For how we handle failures specifically in event-driven systems, see our event-driven architecture guide. For AI system failures, see our AI failure modes guide.
Circuit Breakers
A circuit breaker prevents a failing service from bringing down everything that depends on it. When a downstream service fails repeatedly, the circuit breaker "opens" and short-circuits requests immediately instead of waiting for timeouts.
class CircuitBreaker {
private failures = 0;
private lastFailure = 0;
private state: 'closed' | 'open' | 'half-open' = 'closed';
constructor(
private threshold: number = 5, // failures before opening
private resetTimeout: number = 30000, // ms before trying again
) {}
async execute<T>(fn: () => Promise<T>): Promise<T> {
if (this.state === 'open') {
if (Date.now() - this.lastFailure > this.resetTimeout) {
this.state = 'half-open'; // Try one request
} else {
throw new CircuitOpenError('Circuit is open');
}
}
try {
const result = await fn();
this.onSuccess();
return result;
} catch (error) {
this.onFailure();
throw error;
}
}
private onSuccess() {
this.failures = 0;
this.state = 'closed';
}
private onFailure() {
this.failures++;
this.lastFailure = Date.now();
if (this.failures >= this.threshold) {
this.state = 'open';
}
}
}
// Usage
const supplierBreaker = new CircuitBreaker(5, 30000);
async function checkAvailability(productId: string) {
return supplierBreaker.execute(async () => {
return await supplierApi.checkAvailability(productId);
});
}
The Common Mistake
Most teams implement the circuit breaker but don't handle the open state. When the circuit is open, what does the user see?

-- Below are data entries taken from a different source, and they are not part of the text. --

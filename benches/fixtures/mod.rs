// SPDX-FileCopyrightText: 2026 Bruno Meilick
// SPDX-License-Identifier: LicenseRef-Mindweave-FreeUse-NoCopy-NoDerivatives
//
// All rights reserved.
//
// This file is part of Mindweave and is proprietary software.
// Unauthorized copying, modification, or distribution is prohibited.

#![allow(dead_code)]

// Shared deterministic benchmark fixtures (no RNG).

use mindweave::model::{Connection, ConnectionId, Node, NodeId, Point, Snapshot};

#[derive(Debug, Clone, Copy)]
pub enum Case {
    /// 1 + 4 + 16 nodes.
    Small,
    /// 1 + 6 + 36 + 216 nodes.
    Medium,
    /// 1 + 8 + 64 + 512 + 4096 nodes.
    Large,
}

impl Case {
    pub fn id(self) -> &'static str {
        match self {
            Case::Small => "small",
            Case::Medium => "medium",
            Case::Large => "large",
        }
    }

    fn shape(self) -> (usize, usize) {
        match self {
            Case::Small => (4, 2),
            Case::Medium => (6, 3),
            Case::Large => (8, 4),
        }
    }
}

pub fn node_id(idx: usize) -> NodeId {
    NodeId::new(format!("n{idx:06}")).expect("node id")
}

/// A full tree with `fanout` children per node down to `depth`, plus one free connection per
/// ten nodes. Every fifth node is detached.
pub fn tree(case: Case) -> Snapshot {
    let (fanout, depth) = case.shape();
    let mut nodes = vec![Node::new(node_id(0), "root", Point::new(400.0, 300.0))];
    let mut level = vec![0usize];

    for generation in 1..=depth {
        let mut next = Vec::with_capacity(level.len() * fanout);
        for &parent in &level {
            for slot in 0..fanout {
                let idx = nodes.len();
                let parent_pos = nodes[parent].position();
                let mut node = Node::new(
                    node_id(idx),
                    format!("node {idx}"),
                    parent_pos + Point::new(200.0, (slot as f64 - fanout as f64 / 2.0) * 40.0),
                )
                .with_parent(Some(node_id(parent)));
                node.order = slot as i64;
                node.is_detached = idx % 5 == 0 && generation > 1;
                nodes.push(node);
                next.push(idx);
            }
        }
        level = next;
    }

    let connections = (0..nodes.len() / 10)
        .map(|idx| {
            let from = node_id(idx * 7 % nodes.len());
            let to = node_id((idx * 7 + 3) % nodes.len());
            Connection::new(
                ConnectionId::new(format!("c{idx:06}")).expect("connection id"),
                from,
                to,
            )
        })
        .collect();

    Snapshot::new(nodes, connections)
}

/// First child of the root; it has children in every case.
pub fn first_branch() -> NodeId {
    node_id(1)
}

A 500 error is the wrong answer. The right answer depends on the context:
| Context | When Circuit Opens | Correct Behavior |
|---|---|---|
| Product search | One supplier down | Show results from other suppliers |
| Price check | Pricing service down | Show cached price with "as of X" label |
| Checkout | Payment gateway down | Queue the order, process later |
| Recommendation | ML service down | Show popular items instead |
| Image service | CDN down | Show placeholder image |
Retry Strategies
Not all retries are equal. The strategy depends on the failure type.
interface RetryConfig {
maxAttempts: number;
strategy: 'immediate' | 'fixed' | 'exponential' | 'none';
baseDelay: number; // ms
maxDelay: number; // ms
jitter: boolean; // randomize to prevent thundering herd
}
const RETRY_CONFIGS: Record<string, RetryConfig> = {
// Transient: retry with exponential backoff
network_timeout: {
maxAttempts: 3,
strategy: 'exponential',
baseDelay: 1000, // 1s, 2s, 4s
maxDelay: 10000,
jitter: true,
},
// Rate limited: retry with fixed delay
rate_limited: {
maxAttempts: 5,
strategy: 'fixed',
baseDelay: 5000, // wait 5s between attempts
maxDelay: 5000,
jitter: false,
},
// Optimistic lock conflict: retry immediately
lock_conflict: {
maxAttempts: 3,
strategy: 'immediate',
baseDelay: 0,
maxDelay: 0,
jitter: false,
},
// Permanent failure: don't retry
validation_error: {
maxAttempts: 1,
strategy: 'none',
baseDelay: 0,
maxDelay: 0,
jitter: false,
},
};
async function retryWithStrategy<T>(
fn: () => Promise<T>,
config: RetryConfig,
): Promise<T> {
let lastError: Error;
for (let attempt = 0; attempt < config.maxAttempts; attempt++) {
try {
return await fn();
} catch (error) {
lastError = error;
if (attempt === config.maxAttempts - 1) break;
if (config.strategy === 'none') break;
let delay = config.baseDelay;
if (config.strategy === 'exponential') {
delay = Math.min(config.baseDelay * Math.pow(2, attempt), config.maxDelay);
}
if (config.jitter) {
delay += Math.random() * delay * 0.5; // 0-50% jitter
}
await sleep(delay);
}
}
throw lastError;
}
Jitter is critical. Without it, all clients retry at the same time after a failure (thundering herd). Jitter spreads retries across a time window, reducing the spike on the recovering service.
Graceful Degradation
When a dependency fails, serve what you can instead of failing entirely.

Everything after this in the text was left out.